Nutrition per serving: 292 kcals, protein 29.0g, carbohydrate 7.0g, fat 17.0g, saturated fat 4.0g, fibre 0.0g, salt 0.83g

Ingredients Serves 4

4 boneless, skinless salmon fillets about 550g in total, cut into chunks

2 tbsp thai red curry paste

2cms fresh root ginger grated

1 tbsp soy sauce

1 bunch coriander, half chopped, half leaves picked

1 tsp veg oil

Lemon wedges to serve

For the salad:

2 carrots

½ large or 1 small cucumber

2tbsp white wine vinegar

1 tsp golden castor sugar


  1. Tip the salmon into a food processor with the curry paste, ginger, soy and chopped coriander. Pulse until roughly minced. Tip out the mix and shape into 4 burgers.

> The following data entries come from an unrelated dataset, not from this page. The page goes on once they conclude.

use crate::domain::model::{JobRecord, JobTable};
use serde_json::Value;
use std::collections::HashMap;

/// Builds a table whose columns are the union of all record keys, in the
/// order they are first seen.
pub fn flatten(records: &[JobRecord]) -> JobTable {
    let mut columns: Vec<String> = Vec::new();
    let mut positions: HashMap<&str, usize> = HashMap::new();

    for record in records {
        for key in record.keys() {
            if !positions.contains_key(key.as_str()) {
                positions.insert(key.as_str(), columns.len());
                columns.push(key.clone());
            }
        }
    }

    let rows = records
        .iter()
        .map(|record| {
            let mut row = vec![String::new(); columns.len()];
            for (key, value) in &record.fields {
                row[positions[key.as_str()]] = render_cell(value);
            }
            row
        })
        .collect();

    JobTable { columns, rows }
}

/// 將 JSON 值轉為 CSV 儲存格文字
pub fn render_cell(value: &Value) -> String {
    match value {
        Value::Null => String::new(),
        Value::Bool(true) => "True".to_string(),
        Value::Bool(false) => "False".to_string(),
        Value::Number(n) => n.to_string(),
        Value::String(s) => s.clone(),
        nested @ (Value::Array(_) | Value::Object(_)) => nested.to_string(),
    }
}
use clap::Parser;
use remotive_extract::core::ConfigProvider;
use remotive_extract::utils::{logger, validation::Validate};
use remotive_extract::{
    CliConfig, EtlEngine, EtlError, LocalStorage, RemotivePipeline, RunSummary, TomlConfig,
};
use std::process::ExitCode;

#[tokio::main]
async fn main() -> ExitCode {
    let cli = CliConfig::parse();

    // 初始化日誌
    logger::init_logger(cli.verbose, cli.log_format);
    tracing::debug!("CLI config: {:?}", cli);

    let dry_run = cli.dry_run;
    let result = match cli.config.clone() {
        Some(path) => {
            tracing::info!("📁 Loading configuration from: {}", path);
            match TomlConfig::from_file(&path) {
                Ok(config) => execute(config, dry_run).await,
                Err(e) => Err(e),
            }
        }
        None => execute(cli, dry_run).await,
    };

    match result {
        Ok(_) => ExitCode::SUCCESS,
        Err(e) => {
            tracing::error!(
                "❌ Extraction failed: {} (Category: {:?})",
                e,
                e.category()
            );
            tracing::error!("💡 Recovery suggestion: {}", e.recovery_suggestion());
            eprintln!("❌ {}", e.user_friendly_message());
            ExitCode::FAILURE
        }
    }
}

async fn execute<C>(config: C, dry_run: bool) -> Result<RunSummary, EtlError>
where
    C: ConfigProvider + Validate,
{
    config.validate()?;

    tracing::info!(
        "🚀 Extracting '{}' jobs from {} into {}",
        config.search_term(),
        config.api_endpoint(),
        config.output_path()
    );

    let storage = LocalStorage::new(config.create_dirs());
    let engine = EtlEngine::new(RemotivePipeline::new(storage, config));

    let summary = if dry_run {
        engine.dry_run().await?
    } else {
        engine.run().await?
    };

    tracing::info!("✅ Done: {} jobs, {} columns", summary.records, summary.columns);
    Ok(summary)
}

Heat the oil in a non-stick frying pan, then fry the burgers for 4-5 mins on each side, turning until crisp or alternatively cook on the barbecue.
  2. Meanwhile use a peeler to peel strips of carrot and cucumber into a bowl. Toss with the vinegar and sugar, then toss through the coriander leaves. Divide the salad between 4 plates.
  3. Serve with brown rice or quinoa.